The whole point of the article is the First Amendment angle. Is there no limit to your First Amendment rights when they start adversely affecting the lives of other people?
Who is being adversely affected by an employer deciding the terms of their health care plan or whether they will offer one at all? You're not forced to work there, and you can also opt out of their plan and buy your own.
You might be adversely affected if your job requires manual labor vs. a desk job too. Once again, it's your choice to work there or not.
Since this whole level of health care regulation is a massive, unnecessary, unwarranted government overreach to begin with, any kind of bedrock constitutional principles should naturally take precedence over it. This is a case where any judge worth his salt should err on the side of the constitution.
Under this system of federal health care regulation, a system to which constitutional limits apparently do not apply, what is there to stop the government from requiring that all females are circumcised?

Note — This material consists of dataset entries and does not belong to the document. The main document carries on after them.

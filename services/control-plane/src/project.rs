//! Projects and project membership

use std::collections::{BTreeMap, HashMap};
use std::sync::{Arc, LazyLock};

use chrono::{DateTime, Utc};
use parking_lot::RwLock;
use regex::Regex;
use serde::{Deserialize, Serialize};

use crate::error::{Error, Result};

static PROJECT_NAME: LazyLock<Regex> = LazyLock::new(|| {
    Regex::new(r"^[a-z0-9]+(?:[._-][a-z0-9]+)*$").expect("project name pattern is valid")
});

/// Validate a project name: 2 to 255 characters, lowercase alphanumeric
/// components separated by `.`, `_` or `-`.
pub fn validate_name(name: &str) -> Result<()> {
    if !(2..=255).contains(&name.len()) {
        return Err(Error::BadRequest(format!(
            "project name must be between 2 and 255 characters, got {}",
            name.len()
        )));
    }
    if !PROJECT_NAME.is_match(name) {
        return Err(Error::BadRequest(format!("invalid project name {name:?}")));
    }
    Ok(())
}

/// Membership role within a project, ordered by privilege.
#[derive(Debug, Clone, Copy, PartialEq, Eq, PartialOrd, Ord, Hash, Serialize, Deserialize)]
#[serde(rename_all = "snake_case")]
pub enum Role {
    /// Read-only access
    Guest,
    /// Push and pull
    Developer,
    /// Developer plus policy management
    Maintainer,
    /// Full control of the project
    ProjectAdmin,
}

/// A project
#[derive(Debug, Clone, PartialEq, Eq, Serialize, Deserialize)]
pub struct Project {
    /// Project id
    pub project_id: i64,

    /// Unique project name
    pub name: String,

    /// User who created the project
    pub owner: String,

    /// Whether anonymous users may read the project
    pub public: bool,

    /// When the project was created
    pub creation_time: DateTime<Utc>,

    /// Last modification
    pub update_time: DateTime<Utc>,
}

/// Storage of projects and their members.
#[async_trait::async_trait]
pub trait ProjectStore: std::fmt::Debug + Send + Sync {
    /// Create a project, making `owner` its project admin
    async fn create(&self, name: &str, owner: &str, public: bool) -> Result<Project>;

    /// Look up a project by id
    async fn get(&self, project_id: i64) -> Result<Option<Project>>;

    /// Delete a project and its memberships
    async fn delete(&self, project_id: i64) -> Result<()>;

    /// Role of `username` within the project
    async fn role_of(&self, project_id: i64, username: &str) -> Result<Option<Role>>;

    /// Add or replace a membership
    async fn set_member(&self, project_id: i64, username: &str, role: Role) -> Result<()>;
}

#[derive(Debug, Default)]
struct Projects {
    next_id: i64,
    projects: BTreeMap<i64, Project>,
    members: HashMap<(i64, String), Role>,
}

/// In-memory [ProjectStore]
#[derive(Debug, Clone, Default)]
pub struct MemoryProjectStore {
    inner: Arc<RwLock<Projects>>,
}

impl MemoryProjectStore {
    /// Create an empty store
    pub fn new() -> Self {
        Self::default()
    }
}

#[async_trait::async_trait]
impl ProjectStore for MemoryProjectStore {
    async fn create(&self, name: &str, owner: &str, public: bool) -> Result<Project> {
        let mut inner = self.inner.write();
        if inner.projects.values().any(|p| p.name == name) {
            return Err(Error::Conflict(format!("project {name} already exists")));
        }

        inner.next_id += 1;
        let now = Utc::now();
        let project = Project {
            project_id: inner.next_id,
            name: name.to_owned(),
            owner: owner.to_owned(),
            public,
            creation_time: now,
            update_time: now,
        };
        inner.projects.insert(project.project_id, project.clone());
        inner
            .members
            .insert((project.project_id, owner.to_owned()), Role::ProjectAdmin);
        Ok(project)
    }

    async fn get(&self, project_id: i64) -> Result<Option<Project>> {
        Ok(self.inner.read().projects.get(&project_id).cloned())
    }

    async fn delete(&self, project_id: i64) -> Result<()> {
        let mut inner = self.inner.write();
        inner
            .projects
            .remove(&project_id)
            .ok_or_else(|| Error::NotFound(format!("project {project_id} not found")))?;
        inner.members.retain(|(pid, _), _| *pid != project_id);
        Ok(())
    }

    async fn role_of(&self, project_id: i64, username: &str) -> Result<Option<Role>> {
        Ok(self
            .inner
            .read()
            .members
            .get(&(project_id, username.to_owned()))
            .copied())
    }

    async fn set_member(&self, project_id: i64, username: &str, role: Role) -> Result<()> {
        let mut inner = self.inner.write();
        if !inner.projects.contains_key(&project_id) {
            return Err(Error::NotFound(format!("project {project_id} not found")));
        }
        inner.members.insert((project_id, username.to_owned()), role);
        Ok(())
    }
}

/// Project lookups with the validation rules callers rely on.
#[derive(Debug, Clone)]
pub struct ProjectManager {
    store: Arc<dyn ProjectStore>,
}

impl<S> From<S> for ProjectManager
where
    S: ProjectStore + 'static,
{
    fn from(store: S) -> Self {
        Self {
            store: Arc::new(store),
        }
    }
}

impl ProjectManager {
    /// Create a project after validating its name
    #[tracing::instrument(skip(self))]
    pub async fn create(&self, name: &str, owner: &str, public: bool) -> Result<Project> {
        validate_name(name)?;
        self.store.create(name, owner, public).await
    }

    /// Resolve the project a scoped request addresses.
    ///
    /// Ids below 1 are malformed; unknown ids are not found.
    pub async fn resolve(&self, project_id: i64) -> Result<Project> {
        if project_id <= 0 {
            return Err(Error::BadRequest(format!("invalid project id {project_id}")));
        }
        self.store
            .get(project_id)
            .await?
            .ok_or_else(|| Error::NotFound(format!("project {project_id} not found")))
    }

    /// Delete a project
    #[tracing::instrument(skip(self))]
    pub async fn delete(&self, project_id: i64) -> Result<()> {
        self.store.delete(project_id).await
    }

    /// Role of a user within a project
    pub async fn role_of(&self, project_id: i64, username: &str) -> Result<Option<Role>> {
        self.store.role_of(project_id, username).await
    }

    /// Add or replace a membership
    #[tracing::instrument(skip(self))]
    pub async fn set_member(&self, project_id: i64, username: &str, role: Role) -> Result<()> {
        self.store.set_member(project_id, username, role).await
    }
}

#[cfg(test)]
mod tests {
    use super::*;

    #[test]
    fn name_rules() {
        assert!(validate_name("library").is_ok());
        assert!(validate_name("my-team.images_2").is_ok());
        assert!(validate_name("ab").is_ok());

        assert!(validate_name("a").is_err());
        assert!(validate_name(&"a".repeat(256)).is_err());
        assert!(validate_name("Library").is_err());
        assert!(validate_name("-leading").is_err());
        assert!(validate_name("double--dash").is_err());
        assert!(validate_name("trailing.").is_err());
    }

    #[test]
    fn roles_are_ordered() {
        assert!(Role::Guest < Role::Developer);
        assert!(Role::Developer < Role::Maintainer);
        assert!(Role::Maintainer < Role::ProjectAdmin);
    }

    #[tokio::test]
    async fn owner_is_project_admin() {
        let projects = ProjectManager::from(MemoryProjectStore::new());
        let project = projects.create("library", "alice", false).await.unwrap();

        assert_eq!(
            projects.role_of(project.project_id, "alice").await.unwrap(),
            Some(Role::ProjectAdmin)
        );
        assert_eq!(projects.role_of(project.project_id, "bob").await.unwrap(), None);
    }

    #[tokio::test]
    async fn duplicate_names_conflict() {
        let projects = ProjectManager::from(MemoryProjectStore::new());
        projects.create("library", "alice", false).await.unwrap();
        let err = projects.create("library", "bob", true).await.unwrap_err();
        assert!(matches!(err, Error::Conflict(_)));
    }

    #[tokio::test]
    async fn resolve_rejects_bad_ids() {
        let projects = ProjectManager::from(MemoryProjectStore::new());
        assert!(matches!(projects.resolve(0).await, Err(Error::BadRequest(_))));
        assert!(matches!(projects.resolve(-3).await, Err(Error::BadRequest(_))));
        assert!(matches!(projects.resolve(9).await, Err(Error::NotFound(_))));
    }

    #[tokio::test]
    async fn delete_drops_memberships() {
        let store = MemoryProjectStore::new();
        let projects = ProjectManager::from(store.clone());
        let project = projects.create("library", "alice", false).await.unwrap();
        projects.delete(project.project_id).await.unwrap();

        assert!(store.get(project.project_id).await.unwrap().is_none());
        assert_eq!(store.role_of(project.project_id, "alice").await.unwrap(), None);
    }
}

Stupid question in these days when (un)crowded movie theatres all have fire suppression.
In a word.........NO.
The purpose of this HHS mandate is not to pay for access to contraceptives, which could hardly be more accessible if they were put in every bag of M&M's in America. The purpose of the HHS mandate is to esablish that the State can trump First Amendment rights for any one, at any time, for any reason, or for no reason at all.
First Amendment rights are limited when there is a direct adverse effect on other people - like shouting "Fire" in a crowded theater when there is no fire. The choice of a business owner to offer or not offer specific employment benefits should not even require First Amendment protection. Note that there is no discrimination in the particular example of whether or not a health insurance plan covers abortion related medications. If anything, the plan discriminates against men since they don't get the same benefit.
Private health insurance plans have a variety of limitations and covered and non-covered items. Why is the government involved in this at all? There is no harm to the employee from not getting many particular benefits, since they may never even use it, and in this particular example the cost of the medicine in question is minimal, and the "benefit" not being offered to the employees is, taken over the whole of the employees, negligible. Nobody that is employed needs insurance to protect themselves from a $50.00 risk.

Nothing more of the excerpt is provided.